The store that opened last week in Pleasanton, California, is also, perhaps most importantly, the first to fully embody the vision for the banner set down in 2015 by former CEO Nicole Pesco, Walker said. That vision called for stores that offer “a better reflection of how people eat,” Pesco told local news outlets at the time the new grocery brand debuted.
The way people eat changed significantly during the pandemic. But Save Mart and Lucky California are betting that shoppers are eager to return to in-person shopping and will be open to new experiences centered around meals, socializing and convenience. To that end, the new store features sections built around lifestyle and dining occasions in addition to traditional departments like produce, grocery and bakery.
The “Entertaining Island,” for example, offers small bites and platters for shoppers who are having guests over, while the demo station features live demonstrations and the ingredients shoppers need to make each meal.
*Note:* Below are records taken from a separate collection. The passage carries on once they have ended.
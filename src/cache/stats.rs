//! Cache Statistics Module
//!
//! Tracks read outcomes and reclaim activity for a connection.

use std::sync::atomic::{AtomicU64, Ordering};

use serde::Serialize;

// == Cache Stats ==
/// Point-in-time statistics for a connection.
///
/// `key_count` is the sum of per-shard sizes, each read under its own
/// shard lock. It is a snapshot, not a globally atomic count, and it
/// includes expired entries that have not been reclaimed yet.
#[derive(Debug, Clone, Default, PartialEq, Eq, Serialize)]
pub struct Stats {
    /// Entries currently stored across all shards
    pub key_count: usize,
    /// Keys held in GC bookkeeping (always 0 for sweep eviction)
    pub tracked_keys: usize,
    /// Reads that returned a value
    pub hits: u64,
    /// Reads on absent or expired keys
    pub misses: u64,
    /// Expired entries deleted by a read
    pub lazy_evictions: u64,
    /// Expired entries deleted by the background reclaim loop
    pub reclaimed: u64,
}

impl Stats {
    // == Hit Rate ==
    /// Calculates the cache hit rate.
    ///
    /// Returns hits / (hits + misses), or 0.0 if no reads have been made.
    pub fn hit_rate(&self) -> f64 {
        let total = self.hits + self.misses;
        if total == 0 {
            0.0
        } else {
            self.hits as f64 / total as f64
        }
    }
}

// == Counters ==
/// Monotonic event counters shared by callers and background tasks.
#[derive(Debug, Default)]
pub struct Counters {
    hits: AtomicU64,
    misses: AtomicU64,
    lazy_evictions: AtomicU64,
    reclaimed: AtomicU64,
}

impl Counters {
    pub fn new() -> Self {
        Self::default()
    }

    pub fn record_hit(&self) {
        self.hits.fetch_add(1, Ordering::Relaxed);
    }

    pub fn record_miss(&self) {
        self.misses.fetch_add(1, Ordering::Relaxed);
    }

    pub fn record_lazy_eviction(&self) {
        self.lazy_evictions.fetch_add(1, Ordering::Relaxed);
    }

    pub fn record_reclaimed(&self, count: usize) {
        self.reclaimed.fetch_add(count as u64, Ordering::Relaxed);
    }

    /// Combines the counters with the given population figures.
    pub fn snapshot(&self, key_count: usize, tracked_keys: usize) -> Stats {
        Stats {
            key_count,
            tracked_keys,
            hits: self.hits.load(Ordering::Relaxed),
            misses: self.misses.load(Ordering::Relaxed),
            lazy_evictions: self.lazy_evictions.load(Ordering::Relaxed),
            reclaimed: self.reclaimed.load(Ordering::Relaxed),
        }
    }
}
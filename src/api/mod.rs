use crate::digest::{AccountLoginEnumerator, CredentialSynchronizer};
use anyhow::{Context, Result};
use axum::{
    routing::{get, post},
    Extension, Router,
};
use sqlx::postgres::PgPoolOptions;
use std::{sync::Arc, time::Duration};
use tokio::net::TcpListener;
use tower_http::trace::TraceLayer;
use tracing::info;

pub mod handlers;

use handlers::{authenticated, health, lookup, password_set, user_created, user_saved, validate};

/// Build the router. The synchronizer carries the process-wide pending cache,
/// so exactly one instance must serve all requests.
pub fn router(pool: sqlx::PgPool, sync: Arc<CredentialSynchronizer>) -> Router {
    Router::new()
        .route("/health", get(health))
        .route("/hooks/password-set", post(password_set))
        .route("/hooks/user-created", post(user_created))
        .route("/hooks/user-saved", post(user_saved))
        .route("/hooks/authenticated", post(authenticated))
        .route("/digest/partial-digests", get(lookup))
        .route("/nonce/validate", post(validate))
        .layer(Extension(pool))
        .layer(Extension(sync))
        .layer(TraceLayer::new_for_http())
}

/// Start the server
/// # Errors
/// Return error if failed to start the server
pub async fn new(port: u16, dsn: String, realm: String) -> Result<()> {
    let pool = PgPoolOptions::new()
        .min_connections(1)
        .max_connections(5)
        .max_lifetime(Duration::from_secs(60 * 2))
        .test_before_acquire(true)
        .connect(&dsn)
        .await
        .context("Failed to connect to database")?;

    let sync = Arc::new(CredentialSynchronizer::new(
        pool.clone(),
        realm,
        Arc::new(AccountLoginEnumerator),
    ));

    let listener = TcpListener::bind(format!("::0:{port}")).await?;
    info!(port, "starting {}", env!("CARGO_PKG_NAME"));

    let app = router(pool, sync);
    axum::serve(listener, app.into_make_service()).await?;

    Ok(())
}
Throughout the store, merchandising displays bundle together ingredients along with educational materials on how to make dishes at home.
“While it has the familiar layout, products and low prices of our conventional stores, there are also unified offerings for how shoppers eat and meal plan, accomplished by removing the typical ‘departmental’ barriers,” Walker wrote in an email.
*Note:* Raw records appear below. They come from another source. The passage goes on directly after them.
//! Integration tests for the credential synchronization engine and the nonce
//! replay guard, against a real Postgres.
//!
//! They need a disposable database reachable via `DIGESTD_TEST_DSN` and skip
//! cleanly when it is not set. The schema is (re)applied on each run; every
//! test works on its own freshly created user so the suite can run in
//! parallel against one database.

use anyhow::{Context, Result};
use digestd::digest::{
    hash::partial_digest, CredentialSynchronizer, NonceGuard, NonceOutcome, PartialDigestRepo,
    StaticLoginEnumerator,
};
use secrecy::SecretString;
use sqlx::{postgres::PgPoolOptions, PgPool};
use std::collections::HashSet;
use std::sync::Arc;
use uuid::Uuid;

const SCHEMA_SQL: &str = include_str!(concat!(env!("CARGO_MANIFEST_DIR"), "/sql/schema.sql"));
const REALM: &str = "testrealm";

fn split_sql_statements(sql: &str) -> Vec<String> {
    sql.split(';')
        .map(|chunk| {
            chunk
                .lines()
                .filter(|line| !line.trim_start().starts_with("--"))
                .collect::<Vec<_>>()
                .join("\n")
                .trim()
                .to_string()
        })
        .filter(|statement| !statement.is_empty())
        .collect()
}

async fn test_pool() -> Result<Option<PgPool>> {
    let Ok(dsn) = std::env::var("DIGESTD_TEST_DSN") else {
        eprintln!("Skipping integration test: DIGESTD_TEST_DSN not set");
        return Ok(None);
    };

    let pool = PgPoolOptions::new()
        .max_connections(5)
        .connect(&dsn)
        .await
        .context("failed to connect test pool")?;

    for (index, statement) in split_sql_statements(SCHEMA_SQL).iter().enumerate() {
        sqlx::query(statement)
            .execute(&pool)
            .await
            .with_context(|| format!("failed to execute schema statement {}", index + 1))?;
    }

    Ok(Some(pool))
}

async fn create_user(pool: &PgPool) -> Result<Uuid> {
    let id = Uuid::new_v4();
    sqlx::query(
        "INSERT INTO users (id, username, email, password_hash) VALUES ($1, $2, $3, $4)",
    )
    .bind(id)
    .bind(format!("user-{id}"))
    .bind(format!("user-{id}@example.org"))
    .bind("stored-hash")
    .execute(pool)
    .await
    .context("failed to create test user")?;
    Ok(id)
}

fn secret(raw: &str) -> SecretString {
    SecretString::from(raw.to_string())
}

fn synchronizer(
    pool: &PgPool,
    confirmed: &[&str],
    unconfirmed: &[&str],
) -> (CredentialSynchronizer, Arc<StaticLoginEnumerator>) {
    let logins = Arc::new(StaticLoginEnumerator::new(
        confirmed.iter().map(ToString::to_string).collect::<Vec<_>>(),
        unconfirmed
            .iter()
            .map(ToString::to_string)
            .collect::<Vec<_>>(),
    ));
    let sync = CredentialSynchronizer::new(pool.clone(), REALM.to_string(), logins.clone());
    (sync, logins)
}

#[tokio::test]
async fn stage_and_flush_materializes_enumerator_sets() -> Result<()> {
    let Some(pool) = test_pool().await? else {
        return Ok(());
    };
    let user_id = create_user(&pool).await?;
    let (sync, _logins) = synchronizer(&pool, &["alice", "alice@x.com"], &[]);

    sync.compute_and_stage(user_id, "hash-1", Some(&secret("secret")))
        .await?;
    // Nothing persisted until the save signal.
    assert!(PartialDigestRepo::list_by_user(&pool, user_id)
        .await?
        .is_empty());

    sync.flush(user_id, "hash-1").await?;

    let rows = PartialDigestRepo::list_by_user(&pool, user_id).await?;
    assert_eq!(rows.len(), 2);
    assert!(rows.iter().all(|row| row.confirmed));
    let by_login: HashSet<(String, String)> = rows
        .iter()
        .map(|row| (row.login.clone(), row.partial_digest.clone()))
        .collect();
    for login in ["alice", "alice@x.com"] {
        assert!(by_login.contains(&(login.to_string(), partial_digest(login, REALM, "secret"))));
    }

    // The cache entry is consumed exactly once; a second flush is a no-op.
    assert!(sync.pending().get("hash-1").await.is_none());
    sync.flush(user_id, "hash-1").await?;
    assert_eq!(
        PartialDigestRepo::list_by_user(&pool, user_id).await?.len(),
        2
    );

    Ok(())
}

#[tokio::test]
async fn no_usable_password_stages_nothing() -> Result<()> {
    let Some(pool) = test_pool().await? else {
        return Ok(());
    };
    let user_id = create_user(&pool).await?;
    let (sync, _logins) = synchronizer(&pool, &["alice"], &[]);

    sync.compute_and_stage(user_id, "hash-1", None).await?;
    assert!(sync.pending().is_empty().await);

    sync.flush(user_id, "hash-1").await?;
    assert!(PartialDigestRepo::list_by_user(&pool, user_id)
        .await?
        .is_empty());

    Ok(())
}

#[tokio::test]
async fn lookup_scans_across_users() -> Result<()> {
    let Some(pool) = test_pool().await? else {
        return Ok(());
    };
    let login = format!("shared-{}", Uuid::new_v4());

    for password in ["secret-a", "secret-b"] {
        let user_id = create_user(&pool).await?;
        let (sync, _logins) = synchronizer(&pool, &[&login], &[]);
        sync.compute_and_stage(user_id, password, Some(&secret(password)))
            .await?;
        sync.flush(user_id, password).await?;
    }

    let rows = PartialDigestRepo::lookup_by_login(&pool, &login).await?;
    assert_eq!(rows.len(), 2);
    let digests: HashSet<String> = rows.iter().map(|r| r.partial_digest.clone()).collect();
    assert!(digests.contains(&partial_digest(&login, REALM, "secret-a")));
    assert!(digests.contains(&partial_digest(&login, REALM, "secret-b")));

    Ok(())
}

#[tokio::test]
async fn reconcile_recomputes_after_alias_drift() -> Result<()> {
    let Some(pool) = test_pool().await? else {
        return Ok(());
    };
    let user_id = create_user(&pool).await?;
    let (sync, logins) = synchronizer(&pool, &["alice", "alice@x.com"], &[]);

    sync.compute_and_stage(user_id, "hash-1", Some(&secret("secret")))
        .await?;
    sync.flush(user_id, "hash-1").await?;

    // alice2 joins the confirmed set, alice@x.com disappears entirely.
    logins.replace(
        vec!["alice".to_string(), "alice2".to_string()],
        Vec::new(),
    );

    sync.reconcile(user_id, "hash-1", &secret("secret")).await?;

    let rows = PartialDigestRepo::list_by_user(&pool, user_id).await?;
    let by_login: HashSet<String> = rows.iter().map(|row| row.login.clone()).collect();
    let expected: HashSet<String> = ["alice", "alice2"].iter().map(ToString::to_string).collect();
    assert_eq!(by_login, expected);
    assert!(rows.iter().all(|row| row.confirmed));
    let alice2 = rows.iter().find(|row| row.login == "alice2").unwrap();
    assert_eq!(alice2.partial_digest, partial_digest("alice2", REALM, "secret"));

    // Idempotence: a second reconcile with no intervening change is a no-op.
    let before: Vec<(String, String, bool)> = rows
        .iter()
        .map(|r| (r.login.clone(), r.partial_digest.clone(), r.confirmed))
        .collect();
    sync.reconcile(user_id, "hash-1", &secret("secret")).await?;
    let after: Vec<(String, String, bool)> = PartialDigestRepo::list_by_user(&pool, user_id)
        .await?
        .iter()
        .map(|r| (r.login.clone(), r.partial_digest.clone(), r.confirmed))
        .collect();
    assert_eq!(before, after);

    Ok(())
}

#[tokio::test]
async fn reconcile_flips_confirmed_flag_in_place() -> Result<()> {
    let Some(pool) = test_pool().await? else {
        return Ok(());
    };
    let user_id = create_user(&pool).await?;
    let (sync, logins) = synchronizer(&pool, &["alice"], &["alice@x.com"]);

    sync.compute_and_stage(user_id, "hash-1", Some(&secret("secret")))
        .await?;
    sync.flush(user_id, "hash-1").await?;

    let rows = PartialDigestRepo::list_by_user(&pool, user_id).await?;
    let unconfirmed = rows.iter().find(|r| r.login == "alice@x.com").unwrap();
    assert!(!unconfirmed.confirmed);
    let original_digest = unconfirmed.partial_digest.clone();

    // The email gets verified between two authentications.
    logins.replace(
        vec!["alice".to_string(), "alice@x.com".to_string()],
        Vec::new(),
    );

    sync.reconcile(user_id, "hash-1", &secret("secret")).await?;

    let rows = PartialDigestRepo::list_by_user(&pool, user_id).await?;
    let flipped = rows.iter().find(|r| r.login == "alice@x.com").unwrap();
    assert!(flipped.confirmed);
    // The digest is password-login-realm derived, untouched by confirmation.
    assert_eq!(flipped.partial_digest, original_digest);

    Ok(())
}

#[tokio::test]
async fn nonce_counts_are_strictly_increasing() -> Result<()> {
    let Some(pool) = test_pool().await? else {
        return Ok(());
    };
    let user_id = create_user(&pool).await?;
    let nonce = format!("nonce-{}", Uuid::new_v4());

    // First sight: recorded and accepted.
    assert_eq!(
        NonceGuard::validate(&pool, user_id, &nonce, Some(1)).await?,
        NonceOutcome::Accepted
    );
    // Equal or lower counts are replays.
    assert!(matches!(
        NonceGuard::validate(&pool, user_id, &nonce, Some(1)).await?,
        NonceOutcome::Rejected(_)
    ));
    assert!(matches!(
        NonceGuard::validate(&pool, user_id, &nonce, Some(0)).await?,
        NonceOutcome::Rejected(_)
    ));
    // A strictly higher count advances.
    assert_eq!(
        NonceGuard::validate(&pool, user_id, &nonce, Some(2)).await?,
        NonceOutcome::Accepted
    );
    assert!(matches!(
        NonceGuard::validate(&pool, user_id, &nonce, Some(2)).await?,
        NonceOutcome::Rejected(_)
    ));

    Ok(())
}

#[tokio::test]
async fn racing_first_sight_validations_accept_exactly_once() -> Result<()> {
    let Some(pool) = test_pool().await? else {
        return Ok(());
    };
    let user_id = create_user(&pool).await?;
    let nonce = format!("nonce-{}", Uuid::new_v4());

    // Whichever interleaving the scheduler picks, one request wins the insert
    // and the other is a replay — never a storage error.
    let (a, b) = tokio::join!(
        NonceGuard::validate(&pool, user_id, &nonce, Some(1)),
        NonceGuard::validate(&pool, user_id, &nonce, Some(1)),
    );
    let outcomes = [a?, b?];

    let accepted = outcomes
        .iter()
        .filter(|outcome| **outcome == NonceOutcome::Accepted)
        .count();
    assert_eq!(accepted, 1);
    assert!(outcomes
        .iter()
        .any(|outcome| matches!(outcome, NonceOutcome::Rejected(_))));

    Ok(())
}

#[tokio::test]
async fn countless_nonce_is_single_use() -> Result<()> {
    let Some(pool) = test_pool().await? else {
        return Ok(());
    };
    let user_id = create_user(&pool).await?;
    let nonce = format!("nonce-{}", Uuid::new_v4());

    assert_eq!(
        NonceGuard::validate(&pool, user_id, &nonce, None).await?,
        NonceOutcome::Accepted
    );
    assert!(matches!(
        NonceGuard::validate(&pool, user_id, &nonce, None).await?,
        NonceOutcome::Rejected(_)
    ));
    // Suddenly presenting a count where none was recorded is a mismatch.
    assert!(matches!(
        NonceGuard::validate(&pool, user_id, &nonce, Some(1)).await?,
        NonceOutcome::Rejected(_)
    ));

    Ok(())
}

#[tokio::test]
async fn nonce_is_bound_to_its_user() -> Result<()> {
    let Some(pool) = test_pool().await? else {
        return Ok(());
    };
    let owner = create_user(&pool).await?;
    let intruder = create_user(&pool).await?;
    let nonce = format!("nonce-{}", Uuid::new_v4());

    assert_eq!(
        NonceGuard::validate(&pool, owner, &nonce, Some(1)).await?,
        NonceOutcome::Accepted
    );
    assert!(matches!(
        NonceGuard::validate(&pool, intruder, &nonce, Some(2)).await?,
        NonceOutcome::Rejected(_)
    ));
    // The owner is unaffected by the failed attempt.
    assert_eq!(
        NonceGuard::validate(&pool, owner, &nonce, Some(2)).await?,
        NonceOutcome::Accepted
    );

    Ok(())
}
Over the past six years, Save Mart has rebranded 42 of its 68 Lucky stores to the Lucky California brand as it seeks to differentiate itself with a more diverse, localized approach to retailing. Here’s a look inside the brand’s latest store.
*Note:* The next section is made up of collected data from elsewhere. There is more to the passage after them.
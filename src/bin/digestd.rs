use anyhow::Result;
use digestd::cli::{actions, actions::Action, start};

// Main function
#[tokio::main]
async fn main() -> Result<()> {
    // Start the program
    let action = start()?;

    // Handle the action
    match action {
        Action::Server { .. } => actions::server::handle(action).await?,
    }

    Ok(())
}
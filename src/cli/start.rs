use crate::cli::{actions::Action, commands, dispatch::handler};
use anyhow::Result;
use tracing_subscriber::{fmt, layer::SubscriberExt, EnvFilter, Registry};

/// Start the CLI
pub fn start() -> Result<Action> {
    let matches = commands::new().get_matches();

    let verbosity_level = match matches.get_one::<u8>("verbosity").map_or(0, |&v| v) {
        0 => tracing::Level::ERROR,
        1 => tracing::Level::WARN,
        2 => tracing::Level::INFO,
        3 => tracing::Level::DEBUG,
        _ => tracing::Level::TRACE,
    };

    let fmt_layer = fmt::layer()
        .with_file(true)
        .with_line_number(true)
        .with_thread_ids(true)
        .with_target(false);

    // RUST_LOG=
    let env_filter = EnvFilter::builder()
        .with_default_directive(verbosity_level.into())
        .from_env_lossy();

    let subscriber = Registry::default().with(fmt_layer).with(env_filter);

    tracing::subscriber::set_global_default(subscriber)?;

    let action = handler(&matches)?;

    Ok(action)
}
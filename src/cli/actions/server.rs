use crate::api;
use crate::cli::actions::Action;
use anyhow::Result;

/// Handle the server action
pub async fn handle(action: Action) -> Result<()> {
    match action {
        Action::Server { port, dsn, realm } => {
            api::new(port, dsn, realm).await?;
        }
    }

    Ok(())
}
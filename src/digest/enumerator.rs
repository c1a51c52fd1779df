//! Pluggable source of truth for which login aliases a user currently has.

use anyhow::{Context, Result};
use async_trait::async_trait;
use sqlx::{PgPool, Row};
use std::collections::HashSet;
use std::sync::RwLock;
use uuid::Uuid;

/// Ground truth for "which aliases should have valid digest credentials right
/// now". Both methods may return empty sets and must not fail for a valid
/// user.
#[async_trait]
pub trait LoginEnumerator: Send + Sync {
    async fn confirmed_logins(&self, pool: &PgPool, user_id: Uuid) -> Result<HashSet<String>>;
    async fn unconfirmed_logins(&self, pool: &PgPool, user_id: Uuid) -> Result<HashSet<String>>;
}

/// Default enumerator backed by the `users` table: the username is always a
/// confirmed login; the email is confirmed once verified, unconfirmed before.
pub struct AccountLoginEnumerator;

async fn account_row(pool: &PgPool, user_id: Uuid) -> Result<Option<(String, String, bool)>> {
    let row = sqlx::query(
        "SELECT username, email, email_verified_at IS NOT NULL AS email_verified \
         FROM users WHERE id = $1",
    )
    .bind(user_id)
    .fetch_optional(pool)
    .await
    .context("Failed to fetch user logins")?;

    row.map(|row| -> Result<_, sqlx::Error> {
        Ok((
            row.try_get("username")?,
            row.try_get("email")?,
            row.try_get("email_verified")?,
        ))
    })
    .transpose()
    .context("Failed to decode user logins")
}

#[async_trait]
impl LoginEnumerator for AccountLoginEnumerator {
    async fn confirmed_logins(&self, pool: &PgPool, user_id: Uuid) -> Result<HashSet<String>> {
        let mut logins = HashSet::new();
        if let Some((username, email, email_verified)) = account_row(pool, user_id).await? {
            logins.insert(username);
            if email_verified {
                logins.insert(email);
            }
        }
        Ok(logins)
    }

    async fn unconfirmed_logins(&self, pool: &PgPool, user_id: Uuid) -> Result<HashSet<String>> {
        let mut logins = HashSet::new();
        if let Some((_, email, email_verified)) = account_row(pool, user_id).await? {
            if !email_verified {
                logins.insert(email);
            }
        }
        Ok(logins)
    }
}

/// Enumerator with fixed, swappable sets. Useful when the alias source lives
/// outside the database, and for tests that need to move aliases between sets.
#[derive(Debug, Default)]
pub struct StaticLoginEnumerator {
    confirmed: RwLock<HashSet<String>>,
    unconfirmed: RwLock<HashSet<String>>,
}

impl StaticLoginEnumerator {
    #[must_use]
    pub fn new<I, J>(confirmed: I, unconfirmed: J) -> Self
    where
        I: IntoIterator<Item = String>,
        J: IntoIterator<Item = String>,
    {
        Self {
            confirmed: RwLock::new(confirmed.into_iter().collect()),
            unconfirmed: RwLock::new(unconfirmed.into_iter().collect()),
        }
    }

    /// Replace both sets atomically with respect to each other's lock order.
    pub fn replace<I, J>(&self, confirmed: I, unconfirmed: J)
    where
        I: IntoIterator<Item = String>,
        J: IntoIterator<Item = String>,
    {
        let mut c = self.confirmed.write().unwrap_or_else(std::sync::PoisonError::into_inner);
        let mut u = self
            .unconfirmed
            .write()
            .unwrap_or_else(std::sync::PoisonError::into_inner);
        *c = confirmed.into_iter().collect();
        *u = unconfirmed.into_iter().collect();
    }
}

#[async_trait]
impl LoginEnumerator for StaticLoginEnumerator {
    async fn confirmed_logins(&self, _pool: &PgPool, _user_id: Uuid) -> Result<HashSet<String>> {
        Ok(self
            .confirmed
            .read()
            .unwrap_or_else(std::sync::PoisonError::into_inner)
            .clone())
    }

    async fn unconfirmed_logins(&self, _pool: &PgPool, _user_id: Uuid) -> Result<HashSet<String>> {
        Ok(self
            .unconfirmed
            .read()
            .unwrap_or_else(std::sync::PoisonError::into_inner)
            .clone())
    }
}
The store’s dining destination features a wide array of cuisines reflecting the tastes and multicultural makeup of its customer base. There are house-made barbecue dishes, traditional Hawaiian sides, fresh sushi and noodle bowls. The Eatery also offers international riffs on familiar dishes, like fusion wraps with Indian, Japanese or Chinese sauces.
The Smoke & Fire barbecue area will feature 13 options, while the burrito, rice and salad bowl area serves up 60 combinations of ingredients. There’s also a ramen noodle bowl section with 16 selections, a rotating hot bar and full-service salad bar.
The Drinkery serves up alcoholic and non-alcoholic beverages throughout the day, from morning coffees to smoothies and after-work drinks. To complement its Eatery selection, mixologists can recommend beer and wine selections that pair with meals, Walker said.
A selection of coffee, tea, juices and smoothies are available for delivery. For customers who want to dine and drink at the store, Lucky California offers an outdoor patio.
Geared toward shoppers that are hosting family and friends at their homes, the Entertaining Island carries premade as well as custom sides and platters. Staff can help shoppers make custom nachos, guacamole or a cheese platter with wine-pairing suggestions. The section also includes kid-sized ingredients like cubed meat and cut fruits.
“It truly serves a variety of meal occasion needs and brings together the ingredients and components into a single destination in the store,” Walker said.
At the in-store demo station, shoppers can watch one of Lucky California’s chefs make a dish live, then pick up the ingredients to make it themselves. The section includes premade sauces and sides along with meal kits that have everything pre-cut and premeasured.
Meat and Seafood Grill
In addition to offering and helping customers select fresh proteins, Lucky California’s meat and seafood staff will cut and grill selections to shoppers’ specifications. Each “grill boss” can also grill vegetables, Walker said.
Walker said Lucky stores saw online demand for its prepared meals and made-to-order beverages double, and the company has retained that incremental demand into this year. The company has linked up with the likes of Uber Eats, Postmates and DoorDash for delivery from The Eatery and The Drinkery, while shoppers can buy groceries online through Instacart.
Asked if Lucky stores plan to integrate their grocery and meal offerings online, Walker seemed to acknowledge the company is working toward this. “Going forward, the plan is to augment with our platform to ensure consumers can place their orders based on their shopping and trip preferences,” she said.